Staged short boxing movie

Dummy Mace is a 1901 New Zealand silent short film.

==Plot==
The film shows three rounds of a staged boxing match, with a third round knockout.

==Cast==
- Tommy Macgregor - featherweight boxer (champion in New Zealand)
- Harry "Dummy" Mace - middleweight boxer (champion in Australia)

==Production==
Alf Linley offered Franklyn Barrett finance to produce a boxing picture. Barrett organised two boxers to stage a three one minute round boxing match on the back lawn of the Hotel Cecil.
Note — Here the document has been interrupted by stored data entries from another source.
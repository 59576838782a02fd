// src/infrastructure/ledger.rs
// JSON file recording submissions that still need their sheet write-back

use std::collections::HashMap;
use std::fs;
use std::path::{Path, PathBuf};
use std::sync::Mutex;

use crate::domain::errors::{LedgerError, LedgerResult};
use crate::domain::repository::{LedgerEntry, SubmissionLedger};

pub struct JsonFileLedger {
    path: PathBuf,
    entries: Mutex<HashMap<String, LedgerEntry>>,
}

impl JsonFileLedger {
    /// Open the ledger, starting empty when the file does not exist yet.
    pub fn open<P: AsRef<Path>>(path: P) -> LedgerResult<Self> {
        let path = path.as_ref().to_path_buf();
        let entries = if path.exists() {
            let contents = fs::read_to_string(&path)
                .map_err(|e| LedgerError::Io(format!("{}: {}", path.display(), e)))?;
            if contents.trim().is_empty() {
                HashMap::new()
            } else {
                serde_json::from_str(&contents).map_err(|e| LedgerError::Format(e.to_string()))?
            }
        } else {
            HashMap::new()
        };

        if !entries.is_empty() {
            log::warn!(
                "Submission ledger {} holds {} order(s) awaiting sheet update",
                path.display(),
                entries.len()
            );
        }

        Ok(Self {
            path,
            entries: Mutex::new(entries),
        })
    }

    pub fn len(&self) -> usize {
        self.entries.lock().map(|e| e.len()).unwrap_or(0)
    }

    pub fn is_empty(&self) -> bool {
        self.len() == 0
    }

    fn persist(&self, entries: &HashMap<String, LedgerEntry>) -> LedgerResult<()> {
        let contents =
            serde_json::to_string_pretty(entries).map_err(|e| LedgerError::Format(e.to_string()))?;
        let tmp = self.path.with_extension("tmp");
        fs::write(&tmp, contents).map_err(|e| LedgerError::Io(e.to_string()))?;
        fs::rename(&tmp, &self.path).map_err(|e| LedgerError::Io(e.to_string()))
    }
}

impl SubmissionLedger for JsonFileLedger {
    fn lookup(&self, key: &str) -> LedgerResult<Option<LedgerEntry>> {
        let entries = self
            .entries
            .lock()
            .map_err(|_| LedgerError::Io("ledger lock poisoned".to_string()))?;
        Ok(entries.get(key).cloned())
    }

    fn record(&self, key: &str, entry: LedgerEntry) -> LedgerResult<()> {
        let mut entries = self
            .entries
            .lock()
            .map_err(|_| LedgerError::Io("ledger lock poisoned".to_string()))?;
        entries.insert(key.to_string(), entry);
        self.persist(&entries)
    }

    fn clear(&self, key: &str) -> LedgerResult<()> {
        let mut entries = self
            .entries
            .lock()
            .map_err(|_| LedgerError::Io("ledger lock poisoned".to_string()))?;
        if entries.remove(key).is_some() {
            self.persist(&entries)?;
        }
        Ok(())
    }
}

#[cfg(test)]
mod tests {
    use super::*;
    use rust_decimal_macros::dec;

    fn entry() -> LedgerEntry {
        LedgerEntry {
            order_id: "151220000000000".to_string(),
            limit_price: Some(dec!(500.0)),
            submitted_at: "2026-10-18 09:15:00".to_string(),
            prior_status: String::new(),
        }
    }

    #[test]
    fn entries_survive_reopen() {
        let dir = tempfile::tempdir().unwrap();
        let path = dir.path().join("ledger.json");

        let ledger = JsonFileLedger::open(&path).unwrap();
        assert!(ledger.is_empty());
        ledger.record("2|SBIN|BUY|10", entry()).unwrap();
        drop(ledger);

        let reopened = JsonFileLedger::open(&path).unwrap();
        assert_eq!(reopened.lookup("2|SBIN|BUY|10").unwrap(), Some(entry()));

        reopened.clear("2|SBIN|BUY|10").unwrap();
        let reopened = JsonFileLedger::open(&path).unwrap();
        assert!(reopened.is_empty());
    }

    #[test]
    fn entry_without_status_loads_with_empty_status() {
        let dir = tempfile::tempdir().unwrap();
        let path = dir.path().join("ledger.json");
        fs::write(
            &path,
            r#"{"2|SBIN|BUY|10":{"order_id":"151220000000000","limit_price":"500.0","submitted_at":"2026-10-18 09:15:00"}}"#,
        )
        .unwrap();

        let ledger = JsonFileLedger::open(&path).unwrap();
        assert_eq!(ledger.lookup("2|SBIN|BUY|10").unwrap(), Some(entry()));
    }

    #[test]
    fn corrupt_file_is_format_error() {
        let dir = tempfile::tempdir().unwrap();
        let path = dir.path().join("ledger.json");
        fs::write(&path, "not json").unwrap();
        assert!(matches!(JsonFileLedger::open(&path), Err(LedgerError::Format(_))));
    }
}
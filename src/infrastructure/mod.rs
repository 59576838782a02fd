pub mod broker;
pub mod http;
pub mod instruments;
pub mod ledger;
pub mod sheets;

pub use broker::auth::{KiteAuthenticator, KiteCredentials};
pub use broker::KiteSession;
pub use http::{HttpTransport, TransportError};
pub use instruments::{InstrumentCatalog, InstrumentRecord};
pub use ledger::JsonFileLedger;
pub use sheets::{CsvSheetRepository, GoogleSheetRepository, ServiceAccountKey};
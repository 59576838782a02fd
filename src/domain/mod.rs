pub mod errors;
pub mod model;
pub mod repository;
pub mod service;

// Re-export common types for convenience
pub use errors::{
    AppError, AppResult, MarketDataError, MarketDataResult, SheetError, SheetResult,
    SubmissionError, SubmissionResult,
};
pub use model::{
    CellValue, Classification, DepthLevel, Direction, Exchange, InstrumentKey, OrderOutcome,
    OrderRequest, OrderTicket, OrderType, PlacementOptions, Product, QuoteDepth, RowStatus, SheetRow, PLACED_SENTINEL,
};
pub use service::{ClassifierRules, SymbolClassifier};
// src/application/dto/parser.rs
// Triage of raw sheet rows into order requests

use crate::domain::model::{Direction, OrderRequest, RowStatus, SheetRow};

#[derive(Debug, Clone, PartialEq)]
pub enum RowTriage {
    Invalid(String),
    Skipped,
    Pending(OrderRequest),
}

/// Decide what to do with a row. Empty required fields make the row invalid
/// before the status is consulted; a placed row is skipped without parsing
/// its quantity.
pub fn triage_row(row: &SheetRow) -> RowTriage {
    if row.symbol.is_empty() || row.direction.is_empty() || row.quantity.is_empty() {
        return RowTriage::Invalid(format!(
            "row {} is missing symbol, direction or quantity",
            row.row_number
        ));
    }

    if row.status() == RowStatus::OrderPlaced {
        return RowTriage::Skipped;
    }

    let direction = match row.direction.parse::<Direction>() {
        Ok(direction) => direction,
        Err(e) => return RowTriage::Invalid(format!("row {}: {}", row.row_number, e)),
    };

    let quantity = match parse_quantity(&row.quantity) {
        Ok(quantity) => quantity,
        Err(e) => return RowTriage::Invalid(format!("row {}: {}", row.row_number, e)),
    };

    RowTriage::Pending(OrderRequest {
        symbol: row.symbol.clone(),
        direction,
        quantity,
        product: None,
    })
}

/// Parse a quantity cell as a number and truncate it to a positive integer.
pub fn parse_quantity(text: &str) -> Result<u64, String> {
    let value: f64 = text
        .trim()
        .parse()
        .map_err(|_| format!("invalid quantity '{}'", text))?;

    if !value.is_finite() {
        return Err(format!("invalid quantity '{}'", text));
    }

    let truncated = value.trunc();
    if truncated < 1.0 || truncated > u64::MAX as f64 {
        return Err(format!("quantity '{}' is not a positive integer", text));
    }

    Ok(truncated as u64)
}
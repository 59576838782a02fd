// src/adapter/coordinator.rs
// Poll loop driving the sheet order pipeline

use std::future::Future;
use std::pin::Pin;
use std::time::Duration;

use crate::application::dto::CycleReport;
use crate::application::usecase::SheetOrderPipeline;

/// Totals across every cycle a coordinator ran.
#[derive(Debug, Clone, Default, PartialEq, Eq)]
pub struct PollSummary {
    pub cycles: usize,
    pub failed_cycles: usize,
    pub placed: usize,
    pub invalid: usize,
    pub failed_rows: usize,
}

impl PollSummary {
    fn absorb(&mut self, report: &CycleReport) {
        self.placed += report.placed;
        self.invalid += report.invalid;
        self.failed_rows += report.failed;
    }
}

pub struct PollingCoordinator {
    pipeline: SheetOrderPipeline,
    poll_interval: Duration,
    running: bool,
}

impl PollingCoordinator {
    pub fn new(pipeline: SheetOrderPipeline, poll_interval: Duration) -> Self {
        Self {
            pipeline,
            poll_interval,
            running: false,
        }
    }

    pub fn is_running(&self) -> bool {
        self.running
    }

    /// Poll until `shutdown` resolves.
    ///
    /// `shutdown` is polled once before the first cycle so signal listeners
    /// are registered from the start. It is acted on only between cycles, so
    /// a row whose order was sent always gets its write-back attempt.
    pub async fn run_until<F>(&mut self, shutdown: F) -> PollSummary
    where
        F: Future<Output = ()>,
    {
        tokio::pin!(shutdown);
        let mut summary = PollSummary::default();
        self.running = true;
        log::info!(
            "Polling coordinator started, interval {}s",
            self.poll_interval.as_secs_f64()
        );

        let requested = tokio::select! {
            biased;
            _ = &mut shutdown => true,
            _ = std::future::ready(()) => false,
        };
        if requested {
            log::info!("Shutdown requested before the first cycle");
        } else {
            self.poll_cycles(shutdown.as_mut(), &mut summary).await;
        }

        self.running = false;
        log::info!(
            "Polling coordinator stopped after {} cycle(s), {} order(s) placed",
            summary.cycles,
            summary.placed
        );
        summary
    }

    async fn poll_cycles<F>(&mut self, mut shutdown: Pin<&mut F>, summary: &mut PollSummary)
    where
        F: Future<Output = ()>,
    {
        loop {
            summary.cycles += 1;
            match self.pipeline.run_cycle().await {
                Ok(report) => summary.absorb(&report),
                Err(e) => {
                    summary.failed_cycles += 1;
                    log::error!("Cycle {} failed: {}", summary.cycles, e);
                }
            }

            tokio::select! {
                _ = &mut shutdown => break,
                _ = tokio::time::sleep(self.poll_interval) => {}
            }
        }
    }
}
Although Macgregor was to give a knockout blow on cue in the third round, Mace who was deaf, had misunderstood the arrangement and actually knocked out Macgregor.

The resultant film did very good business when subsequently shown in the Federal Hall theatre in Manners Street Wellington.

==Preservation status==
This 1901 film was New Zealand's first boxing film and is now a lost film.